Play in four acts by T. Szafranski
Performance at the Berliner Theater, Berlin
What Mr. Szafranski has brought into the world under the name of "drama" is a real feast for the parties of order of all shades. What he has the people who appear in the work of art say, no one in the circumstances he had in mind would say. Only journalists of various persuasions write it. There is a fool, Emil Treder, who reads the "Vorwärts" every day and in the evenings at the people's meetings, he blurts out the wisdom he has read to his "comrades". One of his "speeches" cost him his bread. He and his family were brought to the depths of misery by the "social democratic delusion". His seducer is a certain Lembke, who, under the pretext of serving the great cause of the party, pursues the most selfish and sordid paths. This Lembke is a figure who is quite impossible in life. Only the worst provincial papers of the "parties of order" paint such personalities on the wall. And Treder's wife? Well, she speaks in the tone of a newspaper for housewives. Not one straight word, not one naive, original sentiment can be discovered in the "play". From beginning to end, one is disgusted by the dullest newspaper writing style. The viewer is assailed by brutalities that are unheard of. Mrs. Treder is dying. The doctor wants to quickly fetch something necessary from the pharmacy. Treder's daughter, with whom he once had a crush, runs into him. She rejected his proposal at the time because she had already gone the way of all prostitutes. Now, however, a lengthy argument develops between the two. It is disgusting to have to watch this doctor rehashing old love stories instead of getting the prescription. And the ending is quite unbearable. A philistine government official happily gives his daughter in marriage to the socialist's son, even though both father and son have been in prison. They were suspected of having stolen a secret decree and handed it over to the "Vorwärts". Yes, he does even more, this brave government official. He converts the socialist, softened by misery, to the conviction that the "highest law" is not to be found in making plans for a blue future, but in "working". The conversion is brought about by the most hollow phrases ever spoken by someone content with life.

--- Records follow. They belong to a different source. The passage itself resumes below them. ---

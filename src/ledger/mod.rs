/// Completion ledger boundary
///
/// The completion ledger is the external collaborator that owns persistence.
/// This module defines the read contract the stats engine consumes, plus an
/// in-memory implementation used by tests and the CLI.

pub mod memory;

pub use memory::InMemoryLedger;

use chrono::NaiveDate;
use thiserror::Error;

use crate::domain::{CompletionRecord, UserId};

/// Errors that can occur when reading from the ledger
#[derive(Error, Debug)]
pub enum LedgerError {
    #[error("Ledger unavailable: {0}")]
    Unavailable(String),

    #[error("User not found: {user_id}")]
    UserNotFound { user_id: String },

    #[error("Habit not found: {habit_id}")]
    HabitNotFound { habit_id: String },
}

/// Read contract for the completion ledger
///
/// Implementations may return completions unordered and with duplicates;
/// the stats engine tolerates both. Retry and backoff, if any, belong to
/// the implementation, never to the callers.
pub trait CompletionLedger {
    /// Fetch a user's completions, optionally restricted to days on or
    /// after `since`
    fn fetch_completions(
        &self,
        user_id: &UserId,
        since: Option<NaiveDate>,
    ) -> Result<Vec<CompletionRecord>, LedgerError>;

    /// Count the user's non-archived habits
    ///
    /// This is the denominator for gold-star and percentage calculations.
    fn fetch_active_habit_count(&self, user_id: &UserId) -> Result<u32, LedgerError>;
}
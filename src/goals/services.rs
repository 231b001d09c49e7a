//! Goal mutations with domain rules: the postpone guard and post
//! generation. Publishing fan-out lives with the commitment engine and is
//! reused here for the manual post-now path.

use sqlx::PgPool;
use time::{Duration, OffsetDateTime};
use tracing::{error, info};
use uuid::Uuid;

use crate::goals::repo::{GeneratedPost, Goal, GoalSelection};
use crate::state::AppState;

/// Hard cap on accumulated deadline extensions.
pub const MAX_POSTPONE_MINUTES: i32 = 120;

#[derive(Debug, thiserror::Error)]
pub enum PostponeError {
    #[error("Postponement must be between 1 and {MAX_POSTPONE_MINUTES} minutes")]
    InvalidMinutes,
    #[error("Goal not found")]
    NotFound,
    #[error("Cannot postpone a completed goal")]
    AlreadyCompleted,
    #[error("Cannot postpone a goal past its deadline")]
    DeadlinePassed,
    #[error("Cannot postpone. Maximum 2 hours total. You have {remaining} minutes remaining.")]
    BudgetExceeded { remaining: i32 },
    #[error(transparent)]
    Db(#[from] anyhow::Error),
}

pub struct PostponeReceipt {
    pub goal: Goal,
    pub postponed_by_minutes: i32,
}

/// Pure validation half of the guard; checks run in a fixed order so the
/// caller always sees the most specific rejection.
pub fn check_postpone(goal: &Goal, minutes: i32, now: OffsetDateTime) -> Result<(), PostponeError> {
    if minutes <= 0 || minutes > MAX_POSTPONE_MINUTES {
        return Err(PostponeError::InvalidMinutes);
    }
    if goal.completed {
        return Err(PostponeError::AlreadyCompleted);
    }
    if goal.deadline < now {
        return Err(PostponeError::DeadlinePassed);
    }
    if goal.total_postponed_minutes + minutes > MAX_POSTPONE_MINUTES {
        return Err(PostponeError::BudgetExceeded {
            remaining: MAX_POSTPONE_MINUTES - goal.total_postponed_minutes,
        });
    }
    Ok(())
}

/// Validate and apply a bounded deadline extension. Rejections leave the
/// goal untouched.
pub async fn postpone(
    db: &PgPool,
    user_id: Uuid,
    goal_id: Uuid,
    minutes: i32,
) -> Result<PostponeReceipt, PostponeError> {
    if minutes <= 0 || minutes > MAX_POSTPONE_MINUTES {
        return Err(PostponeError::InvalidMinutes);
    }

    let goal = Goal::find_owned(db, user_id, goal_id)
        .await?
        .ok_or(PostponeError::NotFound)?;

    check_postpone(&goal, minutes, OffsetDateTime::now_utc())?;

    let new_deadline = goal.deadline + Duration::minutes(minutes as i64);
    let new_total = goal.total_postponed_minutes + minutes;
    let goal = Goal::apply_postpone(db, goal.id, new_deadline, new_total).await?;

    info!(%goal_id, %user_id, minutes, total = new_total, "goal postponed");
    Ok(PostponeReceipt {
        goal,
        postponed_by_minutes: minutes,
    })
}

/// Generate one announcement per selected account and store it. Failures
/// for a single platform are logged and skipped; the rest still generate.
pub async fn generate_posts_for_goal(
    state: &AppState,
    user_id: Uuid,
    goal_id: Uuid,
) -> anyhow::Result<Vec<GeneratedPost>> {
    let goal = Goal::find_owned(&state.db, user_id, goal_id)
        .await?
        .ok_or_else(|| anyhow::anyhow!("goal not found"))?;
    let selections = GoalSelection::list_for_goal(&state.db, goal_id).await?;

    let mut posts = Vec::with_capacity(selections.len());
    for selection in selections {
        let content = match state
            .generator
            .generate(&selection.platform, &goal.title, &goal.description)
            .await
        {
            Ok(content) => content,
            Err(e) => {
                error!(error = %e, %goal_id, platform = %selection.platform, "post generation failed");
                continue;
            }
        };
        let post =
            GeneratedPost::insert(&state.db, goal_id, selection.social_account_id, &content).await?;
        posts.push(post);
    }

    info!(%goal_id, generated = posts.len(), "posts generated");
    Ok(posts)
}

#[cfg(test)]
mod tests {
    use super::*;

    fn goal(deadline_offset_mins: i64, completed: bool, total_postponed: i32) -> Goal {
        let now = OffsetDateTime::now_utc();
        Goal {
            id: Uuid::new_v4(),
            user_id: Uuid::new_v4(),
            title: "Ship the thing".into(),
            description: "For real this time".into(),
            deadline: now + Duration::minutes(deadline_offset_mins),
            completed,
            completed_at: completed.then(|| now),
            notification_sent: false,
            total_postponed_minutes: total_postponed,
            created_at: now,
        }
    }

    #[test]
    fn accepts_a_valid_postpone() {
        let g = goal(60, false, 0);
        assert!(check_postpone(&g, 30, OffsetDateTime::now_utc()).is_ok());
    }

    #[test]
    fn rejects_out_of_range_minutes() {
        let g = goal(60, false, 0);
        let now = OffsetDateTime::now_utc();
        assert!(matches!(check_postpone(&g, 0, now), Err(PostponeError::InvalidMinutes)));
        assert!(matches!(check_postpone(&g, -5, now), Err(PostponeError::InvalidMinutes)));
        assert!(matches!(check_postpone(&g, 121, now), Err(PostponeError::InvalidMinutes)));
        // Boundary values are allowed
        assert!(check_postpone(&g, 1, now).is_ok());
        assert!(check_postpone(&g, 120, now).is_ok());
    }

    #[test]
    fn rejects_completed_goal() {
        let g = goal(60, true, 0);
        assert!(matches!(
            check_postpone(&g, 10, OffsetDateTime::now_utc()),
            Err(PostponeError::AlreadyCompleted)
        ));
    }

    #[test]
    fn rejects_passed_deadline() {
        let g = goal(-5, false, 0);
        assert!(matches!(
            check_postpone(&g, 10, OffsetDateTime::now_utc()),
            Err(PostponeError::DeadlinePassed)
        ));
    }

    #[test]
    fn rejects_over_budget_and_reports_remaining() {
        let g = goal(60, false, 100);
        match check_postpone(&g, 30, OffsetDateTime::now_utc()) {
            Err(PostponeError::BudgetExceeded { remaining }) => assert_eq!(remaining, 20),
            other => panic!("expected budget rejection, got {other:?}"),
        }
        // Exactly exhausting the budget is fine
        assert!(check_postpone(&g, 20, OffsetDateTime::now_utc()).is_ok());
    }

    #[test]
    fn exhausted_budget_rejects_any_postpone() {
        let g = goal(60, false, 120);
        assert!(matches!(
            check_postpone(&g, 1, OffsetDateTime::now_utc()),
            Err(PostponeError::BudgetExceeded { remaining: 0 })
        ));
    }
}
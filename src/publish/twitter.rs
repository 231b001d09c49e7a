use async_trait::async_trait;
use serde_json::json;

use crate::config::OAuthProviderConfig;
use crate::social::repo::SocialAccount;

use super::{Platform, PlatformPort, PortReply, TokenGrant};

const TWEET_URL: &str = "https://api.twitter.com/2/tweets";
const TOKEN_URL: &str = "https://api.twitter.com/2/oauth2/token";

/// Twitter API v2. Tweets are created with a bare `{"text": ...}` payload
/// and acknowledged with 201; access tokens are short-lived (2h) and
/// rotated through the OAuth 2.0 refresh grant.
pub struct TwitterPort {
    http: reqwest::Client,
    oauth: OAuthProviderConfig,
}

impl TwitterPort {
    pub fn new(http: reqwest::Client, oauth: OAuthProviderConfig) -> Self {
        Self { http, oauth }
    }
}

#[async_trait]
impl PlatformPort for TwitterPort {
    fn platform(&self) -> Platform {
        Platform::Twitter
    }

    async fn publish(
        &self,
        text: &str,
        _account: &SocialAccount,
        access_token: &str,
    ) -> anyhow::Result<PortReply> {
        let response = self
            .http
            .post(TWEET_URL)
            .bearer_auth(access_token)
            .json(&json!({ "text": text }))
            .send()
            .await?;

        Ok(PortReply {
            status: response.status().as_u16(),
            body: response.text().await.unwrap_or_default(),
        })
    }

    async fn refresh(&self, refresh_token: &str) -> anyhow::Result<TokenGrant> {
        let response = self
            .http
            .post(TOKEN_URL)
            .basic_auth(&self.oauth.client_id, Some(&self.oauth.client_secret))
            .form(&[
                ("refresh_token", refresh_token),
                ("grant_type", "refresh_token"),
                ("client_id", &self.oauth.client_id),
            ])
            .send()
            .await?;

        if !response.status().is_success() {
            let status = response.status();
            let body = response.text().await.unwrap_or_default();
            anyhow::bail!("Token refresh failed: {status}: {body}");
        }

        let data: serde_json::Value = response.json().await?;
        let access_token = data["access_token"]
            .as_str()
            .ok_or_else(|| anyhow::anyhow!("refresh reply missing access_token"))?
            .to_string();

        Ok(TokenGrant {
            access_token,
            refresh_token: data["refresh_token"].as_str().map(str::to_string),
            expires_in: data["expires_in"].as_i64().unwrap_or(7200),
        })
    }

    fn accepts(&self, status: u16) -> bool {
        status == 201
    }
}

The performance in the Berlin theater was no higher than the "art" of the author. Only Maria Pospischil was captivating in her portrayal of Mrs. Treder. This woman has jumped out of the window because her husband's seducer, the evil Lembke, has behaved inappropriately towards her. She dies as a result of the injuries she has sustained. The long, all-too-long death takes place before our eyes. And Maria Pospischil dies with an art that gets to you. You sit there and want to stiffen with horror. I am convinced that many women who were in the theater didn't sleep a wink the whole night after. Maria Pospischil has an admirable command of great tragic tones. This death scene was full of the "truth of life" and at the same time of the finest artistic stylization.